### [EXTRACTED MATERIAL]
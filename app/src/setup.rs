use anyhow::{anyhow, bail, Context, Result};
use config::{AppConfig, IdentityKind, ProviderKind};
use fiscal_api::{
    http::{ApiAuth, HttpFiscalApi},
    mock::MockFiscalApi,
    FiscalDocumentApi,
};
use std::fs;
use std::path::Path;
use std::sync::Arc;
use std::time::Duration;
use store::{AuditLog, InvoiceStore};

use crate::identity::{IdentityProvider, JwtIdentityProvider, StaticIdentityProvider};
use crate::service::InvoiceService;

const DATABASE_DIR: &str = "invoices.db";
const MOCK_API_DIR: &str = "mock_api.db";
const MOCK_LATENCY: Duration = Duration::from_millis(200);

/// The mock keeps its documents under `data_dir` so later runs can query and
/// cancel what earlier runs issued.
pub fn create_fiscal_api_client(
    cfg: &AppConfig,
    data_dir: &Path,
) -> Result<Arc<dyn FiscalDocumentApi>> {
    match cfg.provider.kind {
        ProviderKind::Http => {
            let base_url = cfg
                .provider
                .base_url
                .clone()
                .ok_or_else(|| anyhow!("provider.base_url not configured"))?;
            let timeout = Duration::from_secs(cfg.provider.timeout_secs);

            // OAuth2 when a client id is configured, API key otherwise
            let auth = match cfg.provider.client_id.clone() {
                Some(client_id) => {
                    let client_secret = config::resolve_secret(config::CLIENT_SECRET)?;
                    let token_url = cfg
                        .provider
                        .token_url
                        .clone()
                        .unwrap_or_else(|| format!("{}/oauth/token", base_url.trim_end_matches('/')));
                    tracing::info!("Using fiscal API with OAuth2 auth");
                    ApiAuth::OAuth2 {
                        client_id,
                        client_secret,
                        token_url,
                        scope: cfg.provider.scope.clone(),
                    }
                }
                None => {
                    tracing::info!("Using fiscal API with API key auth");
                    ApiAuth::ApiKey {
                        key: config::resolve_secret(config::API_KEY)?,
                    }
                }
            };
            Ok(HttpFiscalApi::new(base_url, auth, timeout)?)
        }
        ProviderKind::Mock => {
            tracing::info!("Using mock fiscal API");
            let api = MockFiscalApi::open(data_dir.join(MOCK_API_DIR))?;
            Ok(Arc::new(api.with_latency(MOCK_LATENCY)))
        }
    }
}

pub fn create_identity_provider(cfg: &AppConfig) -> Result<Arc<dyn IdentityProvider>> {
    match cfg.identity.kind {
        IdentityKind::Jwt => {
            let secret = config::resolve_secret(config::JWT_SECRET)?;
            Ok(Arc::new(JwtIdentityProvider::new(
                secret.as_bytes(),
                cfg.identity.issuer.as_deref(),
                cfg.identity.audience.as_deref(),
            )))
        }
        // static tokens are well known; never let them reach a real provider
        IdentityKind::Static if cfg.provider.kind == ProviderKind::Http => {
            bail!("identity.kind = static is only allowed with the mock provider, set identity.kind = jwt")
        }
        IdentityKind::Static => Ok(Arc::new(StaticIdentityProvider::new(
            cfg.identity.tokens.clone(),
        ))),
    }
}

/// Wire the service from configuration: clients, database and audit log
/// under the data directory.
pub fn open_service(cfg: &AppConfig) -> Result<InvoiceService> {
    let data_dir = cfg.resolved_data_dir()?;
    fs::create_dir_all(&data_dir)
        .with_context(|| format!("Failed to create data directory {}", data_dir.display()))?;

    let store = InvoiceStore::open(data_dir.join(DATABASE_DIR))
        .context("Failed to open invoice database")?;
    let audit = AuditLog::in_dir(&data_dir);

    Ok(InvoiceService::new(
        create_identity_provider(cfg)?,
        create_fiscal_api_client(cfg, &data_dir)?,
        store,
        audit,
    )
    .with_defaults(cfg.environment, cfg.defaults.clone()))
}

### [PROMPT]
Respond with nothing but the number of lines in the data above that include the word "tracing".

### [OUTPUT FOR THIS TASK]
3